++++ SUPPLIED INFORMATION ++++

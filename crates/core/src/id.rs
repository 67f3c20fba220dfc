//! Unique identifiers for DevMate entities.

use serde::{Deserialize, Serialize};
use ulid::Ulid;

/// Unique identifier for a Roadmap
#[derive(Debug, Clone, Copy, PartialEq, Eq, Hash, Serialize, Deserialize)]
pub struct RoadmapId(Ulid);

impl RoadmapId {
    /// Generate a new RoadmapId
    pub fn new() -> Self {
        Self(Ulid::new())
    }
}

impl Default for RoadmapId {
    fn default() -> Self {
        Self::new()
    }
}

impl std::fmt::Display for RoadmapId {
    fn fmt(&self, f: &mut std::fmt::Formatter<'_>) -> std::fmt::Result {
        self.0.fmt(f)
    }
}

impl std::str::FromStr for RoadmapId {
    type Err = ulid::DecodeError;

    fn from_str(s: &str) -> Result<Self, Self::Err> {
        Ok(Self(s.parse()?))
    }
}

/// Unique identifier for a Phase
#[derive(Debug, Clone, Copy, PartialEq, Eq, Hash, Serialize, Deserialize)]
pub struct PhaseId(Ulid);

impl PhaseId {
    /// Generate a new PhaseId
    pub fn new() -> Self {
        Self(Ulid::new())
    }
}

impl Default for PhaseId {
    fn default() -> Self {
        Self::new()
    }
}

impl std::fmt::Display for PhaseId {
    fn fmt(&self, f: &mut std::fmt::Formatter<'_>) -> std::fmt::Result {
        self.0.fmt(f)
    }
}

impl std::str::FromStr for PhaseId {
    type Err = ulid::DecodeError;

    fn from_str(s: &str) -> Result<Self, Self::Err> {
        Ok(Self(s.parse()?))
    }
}

/// Unique identifier for an Activity
#[derive(Debug, Clone, Copy, PartialEq, Eq, Hash, Serialize, Deserialize)]
pub struct ActivityId(Ulid);

impl ActivityId {
    /// Generate a new ActivityId
    pub fn new() -> Self {
        Self(Ulid::new())
    }
}

impl Default for ActivityId {
    fn default() -> Self {
        Self::new()
    }
}

impl std::fmt::Display for ActivityId {
    fn fmt(&self, f: &mut std::fmt::Formatter<'_>) -> std::fmt::Result {
        self.0.fmt(f)
    }
}

impl std::str::FromStr for ActivityId {
    type Err = ulid::DecodeError;

    fn from_str(s: &str) -> Result<Self, Self::Err> {
        Ok(Self(s.parse()?))
    }
}

/// Unique identifier for a Track
#[derive(Debug, Clone, Copy, PartialEq, Eq, Hash, Serialize, Deserialize)]
pub struct TrackId(Ulid);

impl TrackId {
    /// Generate a new TrackId
    pub fn new() -> Self {
        Self(Ulid::new())
    }
}

impl Default for TrackId {
    fn default() -> Self {
        Self::new()
    }
}

impl std::fmt::Display for TrackId {
    fn fmt(&self, f: &mut std::fmt::Formatter<'_>) -> std::fmt::Result {
        self.0.fmt(f)
    }
}

impl std::str::FromStr for TrackId {
    type Err = ulid::DecodeError;

    fn from_str(s: &str) -> Result<Self, Self::Err> {
        Ok(Self(s.parse()?))
    }
}

/// Unique identifier for a Topic
#[derive(Debug, Clone, Copy, PartialEq, Eq, Hash, Serialize, Deserialize)]
pub struct TopicId(Ulid);

impl TopicId {
    /// Generate a new TopicId
    pub fn new() -> Self {
        Self(Ulid::new())
    }
}

impl Default for TopicId {
    fn default() -> Self {
        Self::new()
    }
}

impl std::fmt::Display for TopicId {
    fn fmt(&self, f: &mut std::fmt::Formatter<'_>) -> std::fmt::Result {
        self.0.fmt(f)
    }
}

impl std::str::FromStr for TopicId {
    type Err = ulid::DecodeError;

    fn from_str(s: &str) -> Result<Self, Self::Err> {
        Ok(Self(s.parse()?))
    }
}

/// Identifier for a user (issued by the external identity provider).
#[derive(Debug, Clone, PartialEq, Eq, Hash, Serialize, Deserialize)]
pub struct UserId(pub String);

impl UserId {
    /// Create a new user ID.
    pub fn new(id: impl Into<String>) -> Self {
        Self(id.into())
    }

    /// Borrow the raw identifier.
    pub fn as_str(&self) -> &str {
        &self.0
    }
}

impl std::fmt::Display for UserId {
    fn fmt(&self, f: &mut std::fmt::Formatter<'_>) -> std::fmt::Result {
        self.0.fmt(f)
    }
}

impl std::str::FromStr for UserId {
    type Err = std::convert::Infallible;

    fn from_str(s: &str) -> Result<Self, Self::Err> {
        Ok(Self(s.to_string()))
    }
}
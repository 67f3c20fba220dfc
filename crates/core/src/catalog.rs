//! Built-in track and topic catalog.
//!
//! Seed data for the onboarding questionnaire. Tracks and topics are
//! persisted records (so user preferences can reference them by id); the
//! seed tables here are the canonical source they are created from.

use serde::{Deserialize, Serialize};
use crate::id::{TopicId, TrackId};

/// A learning track a user can choose during onboarding.
#[derive(Debug, Clone, Serialize, Deserialize)]
pub struct Track {
    /// Unique identifier
    pub id: TrackId,

    /// Track name (unique)
    pub name: String,

    /// Description
    pub description: String,
}

/// A topic a user can declare interest in.
#[derive(Debug, Clone, Serialize, Deserialize)]
pub struct Topic {
    /// Unique identifier
    pub id: TopicId,

    /// Topic name (unique)
    pub name: String,

    /// Description
    pub description: String,

    /// Track this topic belongs to. None for general topics offered to all.
    pub track: Option<String>,
}

/// Seed entry for a track.
#[derive(Debug, Clone, Copy)]
pub struct TrackSeed {
    /// Track name
    pub name: &'static str,
    /// Description
    pub description: &'static str,
}

/// Seed entry for a topic.
#[derive(Debug, Clone, Copy)]
pub struct TopicSeed {
    /// Topic name
    pub name: &'static str,
    /// Description
    pub description: &'static str,
    /// Owning track name, or None for general topics
    pub track: Option<&'static str>,
}

/// The built-in tracks.
pub fn builtin_tracks() -> &'static [TrackSeed] {
    &[
        TrackSeed { name: "Frontend Development", description: "Learn modern frontend technologies like React, Vue, and Angular" },
        TrackSeed { name: "Backend Development", description: "Master server-side technologies and databases" },
        TrackSeed { name: "Full Stack Development", description: "Combine frontend and backend skills" },
        TrackSeed { name: "Data Science", description: "Analyze data and build machine learning models" },
        TrackSeed { name: "Mobile Development", description: "Build native and cross-platform mobile applications" },
        TrackSeed { name: "DevOps", description: "Infrastructure, deployment, and system administration" },
    ]
}

/// The built-in topics.
pub fn builtin_topics() -> &'static [TopicSeed] {
    &[
        // Frontend Development
        TopicSeed { name: "HTML & CSS", description: "Markup and styling fundamentals", track: Some("Frontend Development") },
        TopicSeed { name: "JavaScript", description: "Modern JavaScript and ES6+ features", track: Some("Frontend Development") },
        TopicSeed { name: "React", description: "Build interactive user interfaces with React", track: Some("Frontend Development") },
        TopicSeed { name: "Vue.js", description: "Progressive JavaScript framework", track: Some("Frontend Development") },
        TopicSeed { name: "TypeScript", description: "Typed superset of JavaScript", track: Some("Frontend Development") },
        TopicSeed { name: "Responsive Design", description: "Mobile-first and adaptive layouts", track: Some("Frontend Development") },
        TopicSeed { name: "Web Performance", description: "Optimization and performance tuning", track: Some("Frontend Development") },
        // Backend Development
        TopicSeed { name: "Node.js", description: "Server-side JavaScript development", track: Some("Backend Development") },
        TopicSeed { name: "Python", description: "Backend development with Python", track: Some("Backend Development") },
        TopicSeed { name: "SQL", description: "Database query language and design", track: Some("Backend Development") },
        TopicSeed { name: "NoSQL", description: "MongoDB, Redis, and document databases", track: Some("Backend Development") },
        TopicSeed { name: "REST APIs", description: "RESTful web service design", track: Some("Backend Development") },
        TopicSeed { name: "GraphQL", description: "Query language for APIs", track: Some("Backend Development") },
        TopicSeed { name: "Microservices", description: "Distributed system architecture", track: Some("Backend Development") },
        // Full Stack Development
        TopicSeed { name: "Full Stack JavaScript", description: "End-to-end JavaScript development", track: Some("Full Stack Development") },
        TopicSeed { name: "API Integration", description: "Connecting frontend and backend", track: Some("Full Stack Development") },
        TopicSeed { name: "Database Design", description: "Designing efficient database schemas", track: Some("Full Stack Development") },
        // Data Science
        TopicSeed { name: "Machine Learning", description: "AI and ML algorithms", track: Some("Data Science") },
        TopicSeed { name: "Python for Data Science", description: "NumPy, Pandas, Scikit-learn", track: Some("Data Science") },
        TopicSeed { name: "Data Visualization", description: "Matplotlib, Plotly, D3.js", track: Some("Data Science") },
        TopicSeed { name: "Statistics", description: "Statistical analysis and modeling", track: Some("Data Science") },
        TopicSeed { name: "Deep Learning", description: "Neural networks and TensorFlow", track: Some("Data Science") },
        // Mobile Development
        TopicSeed { name: "React Native", description: "Cross-platform mobile development", track: Some("Mobile Development") },
        TopicSeed { name: "Flutter", description: "Google's UI toolkit for mobile", track: Some("Mobile Development") },
        TopicSeed { name: "iOS Development", description: "Swift and native iOS apps", track: Some("Mobile Development") },
        TopicSeed { name: "Android Development", description: "Kotlin and native Android apps", track: Some("Mobile Development") },
        // DevOps
        TopicSeed { name: "Docker", description: "Containerization and deployment", track: Some("DevOps") },
        TopicSeed { name: "Kubernetes", description: "Container orchestration", track: Some("DevOps") },
        TopicSeed { name: "CI/CD", description: "Continuous integration and deployment", track: Some("DevOps") },
        TopicSeed { name: "AWS", description: "Amazon Web Services cloud platform", track: Some("DevOps") },
        TopicSeed { name: "Monitoring", description: "Application and infrastructure monitoring", track: Some("DevOps") },
        // General topics available to all tracks
        TopicSeed { name: "Git & Version Control", description: "Source code management", track: None },
        TopicSeed { name: "Algorithms & Data Structures", description: "Computer science fundamentals", track: None },
        TopicSeed { name: "System Design", description: "Scalable architecture principles", track: None },
        TopicSeed { name: "Security", description: "Application and web security", track: None },
        TopicSeed { name: "Testing", description: "Unit, integration, and end-to-end testing", track: None },
    ]
}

++++

Copy out each line of the data containing the string "with".

# [EXERCISE RESPONSE]
        TopicSeed { name: "React", description: "Build interactive user interfaces with React", track: Some("Frontend Development") },
        TopicSeed { name: "Python", description: "Backend development with Python", track: Some("Backend Development") },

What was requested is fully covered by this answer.